During cancer cell invasion, stromal cells in the tumor microenvironment—CAFs, macrophages, and myoepithelial cells—have been documented to exert force and remodel the basement membrane, opening pre-existing pores in the basement membrane, or leaving micro-tracks for cells to follow for cancer cell invasion [67, 83]. What remains unclear is whether force-driven breaching by the invading tumor cells themselves is equally important in cancer cell invasion and transmigration.
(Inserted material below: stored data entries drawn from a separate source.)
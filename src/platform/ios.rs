/// Xcode `AppIcon.appiconset` handling: sizes come from `Contents.json`

use std::collections::HashSet;
use std::path::{Path, PathBuf};

use serde::Deserialize;

use crate::platform::{IconSet, IconTarget};
use crate::{Error, Result};

#[derive(Debug, Clone, Deserialize)]
pub struct IconsetManifest {
    #[serde(default)]
    pub images: Vec<IconsetImage>,
}

/// One `images[]` entry. Entries without a `filename` are slots Xcode has no
/// file for and are ignored.
#[derive(Debug, Clone, Deserialize)]
pub struct IconsetImage {
    #[serde(default)]
    pub filename: Option<String>,
    #[serde(default)]
    pub size: Option<String>,
    #[serde(default)]
    pub scale: Option<String>,
}

/// Pixel edge for a manifest `size` (`"83.5x83.5"`) at `scale` (`"2x"`).
pub fn parse_icon_size(size: &str, scale: &str) -> Result<u32> {
    let base: f64 = size
        .split('x')
        .next()
        .and_then(|s| s.trim().parse().ok())
        .ok_or_else(|| Error::InvalidIconSize(format!("size '{size}'")))?;
    let factor: u32 = scale
        .trim()
        .trim_end_matches('x')
        .parse()
        .map_err(|_| Error::InvalidIconSize(format!("scale '{scale}'")))?;
    let px = (base * factor as f64).round();
    if !(px >= 1.0 && px <= u32::MAX as f64) {
        return Err(Error::InvalidIconSize(format!("{size} @ {scale}")));
    }
    Ok(px as u32)
}

/// The iOS iconset described by a `Contents.json` manifest.
#[derive(Debug, Clone)]
pub struct Iconset {
    manifest: PathBuf,
}

impl Iconset {
    pub fn new(manifest: impl Into<PathBuf>) -> Self {
        Self {
            manifest: manifest.into(),
        }
    }

    fn dir(&self) -> &Path {
        self.manifest.parent().unwrap_or_else(|| Path::new("."))
    }

    pub fn read_manifest(&self) -> Result<IconsetManifest> {
        let text = std::fs::read_to_string(&self.manifest).map_err(|e| Error::io(&self.manifest, e))?;
        serde_json::from_str(&text).map_err(|source| Error::Manifest {
            path: self.manifest.clone(),
            source,
        })
    }
}

impl IconSet for Iconset {
    fn name(&self) -> &str {
        "ios"
    }

    fn targets(&self) -> Result<Vec<IconTarget>> {
        let manifest = self.read_manifest()?;
        let mut seen = HashSet::new();
        let mut targets = Vec::new();
        for entry in manifest.images {
            let Some(filename) = entry.filename.filter(|f| !f.is_empty()) else {
                continue;
            };
            if !seen.insert(filename.clone()) {
                continue;
            }
            let size = entry
                .size
                .ok_or_else(|| Error::InvalidIconSize(format!("{filename}: missing size")))?;
            let scale = entry
                .scale
                .ok_or_else(|| Error::InvalidIconSize(format!("{filename}: missing scale")))?;
            let px = parse_icon_size(&size, &scale)?;
            targets.push(IconTarget {
                path: self.dir().join(&filename),
                width: px,
                height: px,
            });
        }
        Ok(targets)
    }
}

#[cfg(test)]
mod tests {
    use super::*;

    #[test]
    fn parses_sizes_and_scales() {
        assert_eq!(parse_icon_size("60x60", "2x").unwrap(), 120);
        assert_eq!(parse_icon_size("60x60", "3x").unwrap(), 180);
        assert_eq!(parse_icon_size("83.5x83.5", "2x").unwrap(), 167);
        assert_eq!(parse_icon_size("1024x1024", "1x").unwrap(), 1024);
        assert!(parse_icon_size("axb", "2x").is_err());
        assert!(parse_icon_size("20x20", "two").is_err());
        assert!(parse_icon_size("0x0", "1x").is_err());
    }

    #[test]
    fn targets_skip_unnamed_and_duplicate_entries() {
        let dir = tempfile::tempdir().unwrap();
        let manifest = dir.path().join("Contents.json");
        std::fs::write(
            &manifest,
            r#"{
              "images": [
                {"filename": "a.png", "idiom": "iphone", "size": "60x60", "scale": "2x"},
                {"filename": "b.png", "idiom": "iphone", "size": "60x60", "scale": "3x"},
                {"idiom": "ipad", "size": "76x76", "scale": "1x"},
                {"filename": "a.png", "idiom": "ipad", "size": "20x20", "scale": "1x"}
              ],
              "info": {"version": 1, "author": "xcode"}
            }"#,
        )
        .unwrap();

        let targets = Iconset::new(&manifest).targets().unwrap();
        assert_eq!(
            targets,
            vec![
                IconTarget { path: dir.path().join("a.png"), width: 120, height: 120 },
                IconTarget { path: dir.path().join("b.png"), width: 180, height: 180 },
            ]
        );
    }

    #[test]
    fn entry_keys_beyond_size_and_scale_are_ignored() {
        let manifest: IconsetManifest = serde_json::from_str(
            r#"{"images": [{"filename": "c.png", "idiom": "watch", "role": "appLauncher", "subtype": "40mm", "size": "44x44", "scale": "2x"}]}"#,
        )
        .unwrap();
        assert_eq!(manifest.images.len(), 1);
        assert_eq!(manifest.images[0].filename.as_deref(), Some("c.png"));
        assert_eq!(manifest.images[0].size.as_deref(), Some("44x44"));
    }

    #[test]
    fn malformed_manifest_is_reported() {
        let dir = tempfile::tempdir().unwrap();
        let manifest = dir.path().join("Contents.json");
        std::fs::write(&manifest, "{ not json").unwrap();
        assert!(matches!(Iconset::new(&manifest).targets(), Err(Error::Manifest { .. })));
    }

    #[test]
    fn missing_manifest_is_io_error() {
        let dir = tempfile::tempdir().unwrap();
        let result = Iconset::new(dir.path().join("Contents.json")).targets();
        assert!(matches!(result, Err(Error::Io { .. })));
    }
}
In a Caenorhabditis elegans model of invasion, anchor cells use force generated by an actin network via the arp2/3 complex to deform and displace the basement membrane, resulting in accumulation of laterally displaced basement membrane in a ring around perforations in the absence of proteolysis [84]. Interestingly, invadopodia in C. elegans cells devoid of MMPs increase in size five-fold compared to normal invadopodia and are enriched in Arp2/3, ATP, and mitochondria [84]. Moreover, during salivary gland morphogenesis, epithelial cells require myosin II contractility in addition to proteases to perforate and remodel the basement membrane [85]. Although a recent paper demonstrated very similar MMP-induced perforations in the basement membrane required for early mouse embryonic development, the role of myosin II contractility remains to be explored [86]. These findings in normal developing embryos underscore the importance of ECM remodeling for both normal and malignant cells.